Before we delve into complicated questions, we need to answer a more fundamental one — what is the Internet. Generally speaking, it's a network of connected computers just like yours. They're connected in various ways: some are connected to the Internet with optic fiber (that travels at the speed of light), some with cellular networks, some with Wi-Fi, etc. What unites them is the languages they speak: protocols for exchanging information. The architecture of the Internet is very complicated and we will not go in-depth on these topics (save that for an advanced undergraduate course). However, we will provide a friendly overview of the most important components that we believe are crucial to know before you can embark on the journey of building your own website.
IP addresses
In most cases, each computer in the Internet has its own address. If you're on a shared Wi-Fi, than your computer would share the same IP address as other computers connected to the router, although it would still be a unique address. Sometimes they change: that's called a dynamic IP address. In most cases, though, the IP addresses are static. What's the difference? There's no fundamental difference, other than the fact that they change, and the reason why that happens is because your IP address is assigned to you by your Internet provider, and sometimes they recycle them for internal purposes.
Client vs. server
There are two main participants in the exchange of information via the Internet: the client and the server. The client is the computer that sends a request for some information to the server, and the server is the computer in charge of returning some requested information back to the client. For example, when you go to https://apple.com, you are the client and you are sending a request to some of the Apple's servers.

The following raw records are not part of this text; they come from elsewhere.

use dotenvy::dotenv;
use tracing::info;

use gearguard_api::application::use_cases::auth::seed::{DEMO_PASSWORD, SeedDemoUsers, SeedOutcome};
use gearguard_api::bootstrap::config::Config;
use gearguard_api::infrastructure::db::repositories::team_repository_sqlx::SqlxTeamRepository;
use gearguard_api::infrastructure::db::repositories::user_repository_sqlx::SqlxUserRepository;

#[tokio::main]
async fn main() -> anyhow::Result<()> {
    dotenv().ok();

    tracing_subscriber::fmt()
        .with_env_filter(
            std::env::var("RUST_LOG")
                .unwrap_or_else(|_| "gearguard_api=info,seed_demo_users=info".into()),
        )
        .init();

    let cfg = Config::from_env()?;
    let pool = gearguard_api::infrastructure::db::connect_pool(&cfg).await?;
    gearguard_api::infrastructure::db::migrate(&pool).await?;

    let users = SqlxUserRepository::new(pool.clone());
    let teams = SqlxTeamRepository::new(pool);
    let outcomes = SeedDemoUsers {
        users: &users,
        teams: &teams,
    }
    .execute()
    .await?;

    for outcome in &outcomes {
        match outcome {
            SeedOutcome::Created { username, role } => {
                info!(%username, %role, "demo_user_created")
            }
            SeedOutcome::AlreadyExists { username } => {
                info!(%username, "demo_user_already_exists")
            }
        }
    }
    info!(password = DEMO_PASSWORD, "demo_users_ready");
    Ok(())
}
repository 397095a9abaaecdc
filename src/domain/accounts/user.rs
use serde::{Deserialize, Serialize};
use utoipa::ToSchema;
use uuid::Uuid;

#[derive(Debug, Clone, Copy, PartialEq, Eq, Hash, Serialize, Deserialize, ToSchema)]
#[serde(rename_all = "lowercase")]
pub enum Role {
    Manager,
    Technician,
    /// Requester of maintenance work (shown as "client" in the UI).
    User,
}

impl Role {
    pub const ALL: [Role; 3] = [Role::Manager, Role::Technician, Role::User];

    pub fn as_str(&self) -> &'static str {
        match self {
            Role::Manager => "manager",
            Role::Technician => "technician",
            Role::User => "user",
        }
    }

    pub fn parse(value: &str) -> Option<Self> {
        Self::ALL.into_iter().find(|r| r.as_str() == value)
    }
}

impl std::fmt::Display for Role {
    fn fmt(&self, f: &mut std::fmt::Formatter<'_>) -> std::fmt::Result {
        f.write_str(self.as_str())
    }
}

#[derive(Debug, Clone)]
pub struct User {
    pub id: Uuid,
    pub username: String,
    pub email: String,
    pub first_name: String,
    pub last_name: String,
    pub is_active: bool,
    pub created_at: chrono::DateTime<chrono::Utc>,
}

impl User {
    /// "first last", or the username when both are blank.
    pub fn full_name(&self) -> String {
        full_name(&self.first_name, &self.last_name, &self.username)
    }
}

pub fn full_name(first: &str, last: &str, username: &str) -> String {
    let joined = format!("{} {}", first.trim(), last.trim());
    let joined = joined.trim();
    if joined.is_empty() {
        username.to_string()
    } else {
        joined.to_string()
    }
}
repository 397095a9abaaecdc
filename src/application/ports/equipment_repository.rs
use async_trait::async_trait;
use uuid::Uuid;

use crate::application::dto::equipment::{EquipmentFilter, EquipmentPatch, NewEquipment};
use crate::domain::maintenance::equipment::Equipment;

#[async_trait]
pub trait EquipmentRepository: Send + Sync {
    async fn list(&self, filter: &EquipmentFilter) -> anyhow::Result<Vec<Equipment>>;
    async fn get(&self, id: Uuid) -> anyhow::Result<Option<Equipment>>;
    async fn create(&self, equipment: &NewEquipment) -> anyhow::Result<Equipment>;
    async fn update(&self, id: Uuid, patch: &EquipmentPatch)
    -> anyhow::Result<Option<Equipment>>;
    async fn delete(&self, id: Uuid) -> anyhow::Result<bool>;
}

There are also two types of IP addresses currently available: IPv4 and IPv6. For the purposes of this course, we will only deal with IPv4 addresses. IPv4 address is represented by four numbers less or equal to 255 split by a dot (i.e. 192.168.0.1). Why 255? That is the maximum value that a byte can hold.
Server ports
Think of servers as office buildings. To reach a particular office, you would first need to know the address of its office building (IP address). Then, you'd need to know the office number. The analogy of an office number for servers is a port number: a digit ranging from 0 to 65536. Why 65536? That is the maximum value that two bytes can hold (though don't worry about this, and you certainly don't need to memorize that number). There are some conventions for port numbers; here are just a few:
- 21 is for FTP servers (File Transfer Protocol)

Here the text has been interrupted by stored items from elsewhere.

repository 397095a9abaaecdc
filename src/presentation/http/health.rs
use axum::{Json, Router, extract::State, routing::get};
use serde::Serialize;
use utoipa::ToSchema;

use crate::bootstrap::app_context::AppContext;

#[derive(Debug, Serialize, ToSchema)]
pub struct HealthResp {
    pub status: &'static str,
}

#[utoipa::path(
    get,
    path = "/api/health",
    tag = "Health",
    security(()),
    responses((status = 200, body = HealthResp))
)]
pub async fn health(State(ctx): State<AppContext>) -> Json<HealthResp> {
    let status = match ctx.health().ping().await {
        Ok(()) => "ok",
        Err(err) => {
            tracing::warn!(error = ?err, "health_check_degraded");
            "degraded"
        }
    };
    Json(HealthResp { status })
}

pub fn routes(ctx: AppContext) -> Router {
    Router::new().route("/health", get(health)).with_state(ctx)
}
pub mod by_team;
pub mod crud;
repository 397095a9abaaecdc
use chrono::NaiveDate;

use crate::application::access::Viewer;
use crate::application::dto::requests::{RequestFilter, RequestSummary, TeamCount, TypeCount};
use crate::application::ports::request_repository::RequestRepository;
use crate::domain::maintenance::request::RequestType;

/// Counts for the reporting page over the requests the viewer can see.
pub struct SummarizeRequests<'a, R: RequestRepository + ?Sized> {
    pub repo: &'a R,
}

impl<'a, R: RequestRepository + ?Sized> SummarizeRequests<'a, R> {
    pub async fn execute(
        &self,
        viewer: &Viewer,
        today: NaiveDate,
    ) -> anyhow::Result<RequestSummary> {
        let rows = self
            .repo
            .list(&viewer.request_scope(), &RequestFilter::default())
            .await?;

        let mut by_team: Vec<TeamCount> = Vec::new();
        for row in &rows {
            match by_team.iter_mut().find(|t| t.team_id == row.team_id) {
                Some(entry) => entry.count += 1,
                None => by_team.push(TeamCount {
                    team_id: row.team_id,
                    team_name: row.team_name.clone(),
                    count: 1,
                }),
            }
        }
        by_team.sort_by(|a, b| b.count.cmp(&a.count).then_with(|| a.team_name.cmp(&b.team_name)));

        let by_type = RequestType::ALL
            .into_iter()
            .map(|request_type| TypeCount {
                request_type,
                count: rows.iter().filter(|r| r.request_type == request_type).count(),
            })
            .collect();

        Ok(RequestSummary {
            total: rows.len(),
            open: rows.iter().filter(|r| !r.status.is_closed()).count(),
            overdue: rows.iter().filter(|r| r.is_overdue(today)).count(),
            by_team,
            by_type,
        })
    }
}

- 80 is for HTTP servers (Hyper-Text Transfer Protocol; explained below)
- 443 is for HTTPS servers (Secure HTTPS; explained below)

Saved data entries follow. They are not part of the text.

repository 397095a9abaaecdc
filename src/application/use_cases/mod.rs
pub mod auth;
pub mod equipment;
pub mod notifications;
pub mod profiles;
pub mod references;
pub mod requests;
pub mod teams;
pub mod write_error;
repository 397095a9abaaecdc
pub mod http;
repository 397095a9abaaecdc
//! Checks that foreign keys supplied by a caller point at existing rows.
//!
//! A dangling reference is a client mistake, so each check fails with
//! [`WriteError::Invalid`] before the store would reject it as a constraint
//! violation.

use uuid::Uuid;

use crate::application::access::Viewer;
use crate::application::ports::equipment_repository::EquipmentRepository;
use crate::application::ports::request_repository::RequestRepository;
use crate::application::ports::team_repository::TeamRepository;
use crate::application::ports::user_repository::UserRepository;
use crate::application::use_cases::write_error::WriteError;
use crate::domain::maintenance::equipment::Equipment;

pub(crate) async fn load_equipment<E: EquipmentRepository + ?Sized>(
    repo: &E,
    id: Option<Uuid>,
) -> Result<Option<Equipment>, WriteError> {
    let Some(id) = id else { return Ok(None) };
    match repo.get(id).await? {
        Some(e) => Ok(Some(e)),
        None => Err(WriteError::Invalid("equipment does not exist".into())),
    }
}

/// `field` names the team in the error, e.g. "maintenance team".
pub(crate) async fn ensure_team<T: TeamRepository + ?Sized>(
    repo: &T,
    field: &str,
    id: Option<Uuid>,
) -> Result<(), WriteError> {
    if let Some(id) = id {
        if repo.get(id).await?.is_none() {
            return Err(WriteError::Invalid(format!("{field} does not exist")));
        }
    }
    Ok(())
}

pub(crate) async fn ensure_user<U: UserRepository + ?Sized>(
    repo: &U,
    field: &str,
    id: Option<Uuid>,
) -> Result<(), WriteError> {
    if let Some(id) = id {
        if repo.find_account(id).await?.is_none() {
            return Err(WriteError::Invalid(format!("{field} does not exist")));
        }
    }
    Ok(())
}

/// Requests outside the viewer's scope are reported as missing.
pub(crate) async fn ensure_request<R: RequestRepository + ?Sized>(
    repo: &R,
    viewer: &Viewer,
    id: Option<Uuid>,
) -> Result<(), WriteError> {
    if let Some(id) = id {
        if repo.get(&viewer.request_scope(), id).await?.is_none() {
            return Err(WriteError::Invalid("request does not exist".into()));
        }
    }
    Ok(())
}
pub mod equipment_repository;
pub mod errors;
pub mod notification_repository;
pub mod request_repository;
pub mod team_repository;
pub mod user_repository;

80 and 443 are so common that you don't actually need to type them in your browser — simply use the IP address. For other ports, you would need to write the IP addresses followed by a colon and by the port number (i.e., 192.168.0.1:21). The website you will build will be available at ports 80 and 443 (unless you don't want others to be able to find them).
HTTP/HTTPS
HTTP is the protocol used by practically every website you ever visited. It is a standard protocol that your computer uses to form a request to the server and that the server uses to compile necessary information and send it back to you. For example, if you visit https://apple.com, your browser would actually create something like the HTTP request below and send it to Apple (this will differ from computer to computer). Note that it contains my operating system, my language, and other metadata that will allow Apple to customize their response to me.
GET / HTTP/2
Host: www.apple.com
User-Agent: Mozilla/5.0 (Macintosh; Intel Mac OS X 10.15; rv:88.0) Gecko/20100101 Firefox/88.0
Accept: text/html,application/xhtml+xml,application/xml;q=0.9,image/webp,*/*;q=0.8
Accept-Language: en-US,en;q=0.5
Accept-Encoding: gzip, deflate, br
DNT: 1
Connection: keep-alive
Cookie: ...
Upgrade-Insecure-Requests: 1
Sec-GPC: 1
In response, Apple would send back the HTML file for https://apple.com. What is HTML? You will learn that in Chapter 2 :)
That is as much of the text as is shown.